**Your objective**
The only thing to send back is the number of lines below that hold the string "CDIQAA".

**Source material**
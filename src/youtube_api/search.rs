//! Types for the `search.list` endpoint.
//!
//! The digest uses search (scoped to a channel, `type=video`, bounded by
//! `publishedAfter`/`publishedBefore`) as its upload lister; YouTube has no
//! cheaper "uploads on this date" endpoint.

use crate::youtube_api::types::PageInfo;
use jiff::Timestamp;
use serde::Deserialize;

/// Response structure for the `search.list` API call.
///
/// See: <https://developers.google.com/youtube/v3/docs/search/list>
#[derive(Debug, Deserialize)]
pub struct SearchListResponse {
    /// Identifies the API resource's type.
    ///
    /// The value will be `youtube#searchListResponse`.
    pub kind: String,
    /// A list of results that match the search criteria.
    pub items: Vec<SearchResult>,
    #[serde(rename = "pageInfo")]
    pub page_info: PageInfo,
    /// Token that can be used as the value of the pageToken parameter to retrieve the next page in the result set.
    #[serde(rename = "nextPageToken")]
    pub next_page_token: Option<String>,
}

/// A single search result.
///
/// See: <https://developers.google.com/youtube/v3/docs/search#resource>
#[derive(Debug, Deserialize)]
pub struct SearchResult {
    pub id: SearchResultId,
    pub snippet: SearchSnippet,
}

/// Names the resource a search result matched.
///
/// Search can return videos, channels, and playlists; only video matches
/// carry a `videoId`. With `type=video` in the request everything should be
/// a video, but the field stays optional so an unexpected mix does not fail
/// deserialization of the whole page.
#[derive(Debug, Deserialize)]
pub struct SearchResultId {
    /// The type of the matched resource, e.g. `youtube#video`.
    pub kind: String,
    #[serde(rename = "videoId")]
    pub video_id: Option<String>,
}

/// Basic details about a search result.
///
/// This is a subset of the full snippet data available from the API,
/// containing only the fields this tool needs.
#[derive(Debug, Deserialize)]
#[serde(rename_all = "camelCase")]
pub struct SearchSnippet {
    pub title: String,
    /// The ID of the channel that published the resource.
    pub channel_id: String,
    /// The display title of that channel.
    pub channel_title: String,
    /// The creation date and time of the matched resource, ISO 8601.
    pub published_at: Timestamp,
}

#[cfg(test)]
mod tests {
    use super::*;

    #[test]
    fn deserializes_search_page() {
        let body = r#"{
            "kind": "youtube#searchListResponse",
            "nextPageToken": "CDIQAA",
            "pageInfo": {"totalResults": 93, "resultsPerPage": 50},
            "items": [
                {
                    "kind": "youtube#searchResult",
                    "id": {"kind": "youtube#video", "videoId": "dQw4w9WgXcQ"},
                    "snippet": {
                        "publishedAt": "2025-09-16T14:05:00Z",
                        "channelId": "UCrp_UI8XtuYfpiqluWLD7Lw",
                        "title": "Market open coverage",
                        "description": "Live from the floor.",
                        "channelTitle": "CNBC Television"
                    }
                }
            ]
        }"#;

        let page: SearchListResponse = serde_json::from_str(body).unwrap();

        assert_eq!(page.next_page_token.as_deref(), Some("CDIQAA"));
        assert_eq!(page.items.len(), 1);
        let result = &page.items[0];
        assert_eq!(result.id.video_id.as_deref(), Some("dQw4w9WgXcQ"));
        assert_eq!(result.snippet.channel_title, "CNBC Television");
        assert_eq!(
            result.snippet.published_at,
            "2025-09-16T14:05:00Z".parse().unwrap()
        );
    }
}
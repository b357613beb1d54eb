//! Shared paging infrastructure for YouTube list endpoints.

use crate::youtube_api::error::ApiError;
use async_stream::try_stream;
use serde::Deserialize;
use std::future::Future;
use tokio_stream::Stream;

/// Paging details for lists of resources.
///
/// See: <https://developers.google.com/youtube/v3/docs/pageInfo>
#[derive(Debug, Deserialize)]
pub struct PageInfo {
    /// The total number of results in the result set.
    #[serde(rename = "totalResults")]
    pub total_results: u32,
    /// The number of results included in the API response.
    #[serde(rename = "resultsPerPage")]
    pub results_per_page: u32,
}

/// One page of results from a list endpoint, already mapped to item type `T`.
pub(crate) struct Page<T> {
    pub items: Vec<T>,
    pub next_page_token: Option<String>,
}

/// Turns a page-fetching closure into a lazy stream of items.
///
/// `fetch` is called with `None` for the first page and with the previous
/// response's `nextPageToken` afterwards, until a page arrives without one.
/// Pages are only requested as the stream is polled, so a consumer that
/// stops early (a title match, a per-channel cap) never pays for the
/// remaining pages, while a fully drained stream has visited every page.
pub(crate) fn paged<'a, T, F, Fut>(fetch: F) -> impl Stream<Item = Result<T, ApiError>> + 'a
where
    T: 'a,
    F: Fn(Option<String>) -> Fut + 'a,
    Fut: Future<Output = Result<Page<T>, ApiError>> + 'a,
{
    try_stream! {
        let mut page_token: Option<String> = None;
        loop {
            let page = fetch(page_token.take()).await?;
            for item in page.items {
                yield item;
            }
            match page.next_page_token {
                Some(next) => page_token = Some(next),
                None => break,
            }
        }
    }
}
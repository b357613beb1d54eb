//! Decides which of the day's uploads actually get inserted.
//!
//! This is the only real decision logic in the tool, and it is deliberately
//! a pure computation over in-memory data: the caller fetches candidates and
//! current playlist membership, and performs the insertions afterwards.

use crate::platform::Upload;
use std::collections::HashSet;

/// Filters `candidates` down to the videos that still need to be inserted.
///
/// The relative order of `candidates` is preserved, so the caller's ordering
/// (upload time ascending, oldest first) is also the insertion order and,
/// because playlist insertion is append-only, the final playlist order.
///
/// A video is dropped when its identifier is already in `already_present`,
/// or when an earlier candidate carried the same identifier (two channels
/// can surface the same video; it should be appended once).
pub fn reconcile(candidates: Vec<Upload>, already_present: &HashSet<String>) -> Vec<Upload> {
    let mut picked = HashSet::new();
    candidates
        .into_iter()
        .filter(|video| {
            !already_present.contains(&video.video_id) && picked.insert(video.video_id.clone())
        })
        .collect()
}
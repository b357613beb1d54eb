//! Daily playlist digest for a curated set of YouTube channels.
//!
//! Collects the videos uploaded on a target date by the channels of a
//! configured category into a playlist named `<category>_<YYYYMMDD>`,
//! skipping videos the playlist already contains. Re-running for the same
//! category and date targets the same playlist, so the playlist accumulates
//! across runs within a day. Intended to be invoked from cron; one
//! reconciliation pass per invocation, then exit.
//!
//! All dates are interpreted in UTC: what "today" means, the day window sent
//! to the API, and the date embedded in the playlist title. A video uploaded
//! at 23:30 local time may therefore land on the neighboring day's playlist.

pub mod cli;
pub mod config;
pub mod digest;
pub mod oauth;
pub mod platform;
pub mod reconcile;
pub mod youtube_api;

pub use platform::{Platform, PlaylistRef, Upload, UploadWindow};
pub use youtube_api::{ApiError, YouTubeClient};
//! OAuth 2.0 handling: application credentials, the browser authorization
//! flow, token refresh, and the on-disk token cache.
//!
//! The rest of the tool treats this module as a black box whose only output
//! is an authenticated [`YouTubeClient`]; see [`authenticated_client`].

use crate::youtube_api::client::{RefreshableToken, YouTubeClient};
use eyre::Context;
use http_body_util::Full;
use hyper::body::Bytes;
use hyper::service::service_fn;
use hyper::{Request, Response, body};
use oauth2::basic::{BasicClient, BasicErrorResponseType, BasicTokenResponse};
use oauth2::{
    AuthUrl, AuthorizationCode, ClientId, ClientSecret, CsrfToken, PkceCodeChallenge, RedirectUrl,
    Scope, TokenUrl, reqwest,
};
use serde::Deserialize;
use std::path::Path;
use tokio::net::TcpListener;

const AUTH_ENDPOINT: &str = "https://accounts.google.com/o/oauth2/v2/auth";

/// Google OAuth2 token endpoint, used for both the initial exchange and
/// refreshes.
const TOKEN_ENDPOINT: &str = "https://www.googleapis.com/oauth2/v3/token";

/// Full read/write access to the user's YouTube account; playlist creation
/// needs write.
const SCOPE: &str = "https://www.googleapis.com/auth/youtube";

/// Shown in the browser tab once the redirect has delivered the code.
const AUTHORIZED_PAGE: &str = include_str!("../oauth_success.html");

/// OAuth client credentials in Google's "installed application" download
/// format (the `credentials.json` file from the developer console).
///
/// For installed applications using PKCE the client secret is shipped to
/// the user alongside the client id and is not actually secret.
#[derive(Debug, Clone, Deserialize)]
pub struct AppCredentials {
    pub client_id: String,
    pub client_secret: String,
}

#[derive(Debug, Deserialize)]
struct CredentialsFile {
    installed: AppCredentials,
}

impl AppCredentials {
    pub async fn load(path: &Path) -> eyre::Result<Self> {
        let raw = tokio::fs::read_to_string(path).await.with_context(|| {
            format!(
                "read OAuth client credentials from {}; download them for an \
                 installed application from the Google developer console",
                path.display()
            )
        })?;
        let parsed: CredentialsFile =
            serde_json::from_str(&raw).with_context(|| format!("parse {}", path.display()))?;
        Ok(parsed.installed)
    }
}

/// Runs OAuth flows against Google's endpoints for one application.
#[derive(Debug)]
pub struct OAuthBroker {
    app: AppCredentials,
}

impl OAuthBroker {
    pub fn new(app: AppCredentials) -> Self {
        Self { app }
    }

    /// Performs the full interactive authorization flow: opens the user's
    /// browser, receives the redirect on a localhost listener, and
    /// exchanges the authorization code (with PKCE) for a token.
    pub async fn authenticate(&self) -> eyre::Result<BasicTokenResponse> {
        let socket = TcpListener::bind("127.0.0.1:0")
            .await
            .context("bind OAuth redirect listener")?;
        let addr = socket.local_addr().context("resolve redirect address")?;
        let redirect = RedirectUrl::new(format!("http://{}:{}", addr.ip(), addr.port()))
            .context("construct redirect url")?;

        let csrf = CsrfToken::new_random();
        let pending = tokio::spawn(receive_authorization_code(socket, csrf.clone()));

        let client = BasicClient::new(ClientId::new(self.app.client_id.clone()))
            .set_client_secret(ClientSecret::new(self.app.client_secret.clone()))
            .set_auth_uri(
                AuthUrl::new(AUTH_ENDPOINT.to_string())
                    .expect("static authorization endpoint is well-formed"),
            )
            .set_token_uri(
                TokenUrl::new(TOKEN_ENDPOINT.to_string())
                    .expect("static token endpoint is well-formed"),
            )
            .set_redirect_uri(redirect);

        let (pkce_challenge, pkce_verifier) = PkceCodeChallenge::new_random_sha256();
        let (auth_url, _state) = client
            // the flow runs exactly once, so the CSRF token is never re-used
            .authorize_url(move || csrf.clone())
            .add_scope(Scope::new(SCOPE.to_string()))
            .set_pkce_challenge(pkce_challenge)
            .url();

        tracing::info!(url = %auth_url, "waiting for the user to authorize YouTube access");
        if webbrowser::open(auth_url.as_ref()).is_err() {
            eprintln!("Open this URL to authorize YouTube access:\n{auth_url}");
        }

        let code = pending
            .await
            .context("join redirect listener")?
            .context("receive authorization code")?;

        let token = client
            .exchange_code(code)
            .set_pkce_verifier(pkce_verifier)
            .request_async(&no_redirect_http())
            .await
            .context("exchange authorization code for an access token")?;
        Ok(token)
    }

    /// Attempts to refresh `token` without user interaction.
    ///
    /// Returns `Ok(None)` when there is no refresh token or the platform
    /// reports it as an invalid grant; the caller should fall back to
    /// [`Self::authenticate`].
    pub(crate) async fn refresh(
        &self,
        token: &BasicTokenResponse,
    ) -> eyre::Result<Option<BasicTokenResponse>> {
        use oauth2::TokenResponse;

        let Some(refresh_token) = token.refresh_token() else {
            tracing::warn!("stored token carries no refresh token");
            return Ok(None);
        };

        // Refresh needs only the token endpoint, no redirect.
        let client = BasicClient::new(ClientId::new(self.app.client_id.clone()))
            .set_client_secret(ClientSecret::new(self.app.client_secret.clone()))
            .set_token_uri(
                TokenUrl::new(TOKEN_ENDPOINT.to_string())
                    .expect("static token endpoint is well-formed"),
            );

        match client
            .exchange_refresh_token(refresh_token)
            .request_async(&no_redirect_http())
            .await
        {
            Ok(new_token) => Ok(Some(new_token)),
            Err(ref e @ oauth2::RequestTokenError::ServerResponse(ref response))
                if matches!(response.error(), BasicErrorResponseType::InvalidGrant) =>
            {
                tracing::warn!("refresh token rejected as invalid grant: {e}");
                Ok(None)
            }
            Err(e) => Err(e).context("exchange refresh token"),
        }
    }
}

/// Produces an authenticated [`YouTubeClient`], reusing the locally cached
/// token when possible and falling back to the browser flow.
///
/// The (possibly refreshed) token is written back to `token_file` so the
/// next invocation skips the browser. Any failure here is fatal to the run;
/// nothing proceeds without a working client.
pub async fn authenticated_client(
    credentials_file: &Path,
    token_file: &Path,
) -> eyre::Result<YouTubeClient> {
    let app = AppCredentials::load(credentials_file).await?;
    let broker = OAuthBroker::new(app);

    let token = match load_cached_token(token_file).await? {
        Some(cached) => {
            // A cached token is almost certainly past its one-hour lifetime
            // by the next cron invocation, so refresh up front.
            let mut token = RefreshableToken::stale(cached);
            if token
                .refresh(&broker)
                .await
                .context("refresh cached YouTube token")?
            {
                token
            } else {
                tracing::warn!("cached token no longer refreshable, starting browser authorization");
                RefreshableToken::fresh(
                    broker
                        .authenticate()
                        .await
                        .context("authorize YouTube access")?,
                )
            }
        }
        None => RefreshableToken::fresh(
            broker
                .authenticate()
                .await
                .context("authorize YouTube access")?,
        ),
    };

    let client = YouTubeClient::new(token, broker);
    client
        .validate_token()
        .await
        .context("validate YouTube token")?;
    store_token(token_file, &client.token().await).await?;
    Ok(client)
}

async fn load_cached_token(path: &Path) -> eyre::Result<Option<BasicTokenResponse>> {
    let raw = match tokio::fs::read_to_string(path).await {
        Ok(raw) => raw,
        Err(e) if e.kind() == std::io::ErrorKind::NotFound => return Ok(None),
        Err(e) => return Err(e).context(format!("read token file {}", path.display())),
    };
    let token = serde_json::from_str(&raw)
        .with_context(|| format!("parse token file {}", path.display()))?;
    Ok(Some(token))
}

async fn store_token(path: &Path, token: &BasicTokenResponse) -> eyre::Result<()> {
    let json = serde_json::to_string_pretty(token).context("serialize OAuth token")?;
    tokio::fs::write(path, json)
        .await
        .with_context(|| format!("write token file {}", path.display()))?;
    Ok(())
}

/// Accepts one connection on the redirect listener, validates the CSRF
/// state, and hands back the authorization code from the query string.
async fn receive_authorization_code(
    socket: TcpListener,
    csrf: CsrfToken,
) -> eyre::Result<AuthorizationCode> {
    let (conn, _) = socket
        .accept()
        .await
        .context("accept OAuth redirect connection")?;
    let conn = hyper_util::rt::TokioIo::new(conn);

    let (delivered, mut delivery) = tokio::sync::mpsc::channel(1);
    let service = service_fn(move |req: Request<body::Incoming>| {
        let csrf = csrf.clone();
        let delivered = delivered.clone();
        async move {
            let mut state = None;
            let mut code = None;
            for (key, value) in form_urlencoded::parse(req.uri().query().unwrap_or("").as_bytes()) {
                match &*key {
                    "state" => state = Some(value),
                    "code" => code = Some(value),
                    _ => {}
                }
            }
            if state.as_deref() != Some(csrf.secret().as_str()) {
                return Err("authorization state mismatch");
            }
            let Some(code) = code else {
                return Err("authorization response carried no code");
            };
            let _ = delivered
                .send(AuthorizationCode::new(code.into_owned()))
                .await;
            Ok(Response::new(Full::<Bytes>::from(AUTHORIZED_PAGE)))
        }
    });

    let mut serving = std::pin::pin!(
        hyper::server::conn::http1::Builder::new().serve_connection(conn, service)
    );
    tokio::select! {
        served = &mut serving => {
            match served {
                Ok(()) => eyre::bail!("redirect listener closed before delivering a code"),
                Err(e) => Err(e).context("serve OAuth redirect"),
            }
        }
        code = delivery.recv() => {
            serving.graceful_shutdown();
            Ok(code.expect("sender is alive until the service is dropped"))
        }
    }
}

/// Plain HTTP client for the token endpoints. The endpoints never redirect
/// legitimately, so redirects stay off.
fn no_redirect_http() -> reqwest::Client {
    reqwest::ClientBuilder::new()
        .redirect(reqwest::redirect::Policy::none())
        .build()
        .expect("building reqwest client should not fail")
}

**Response**
2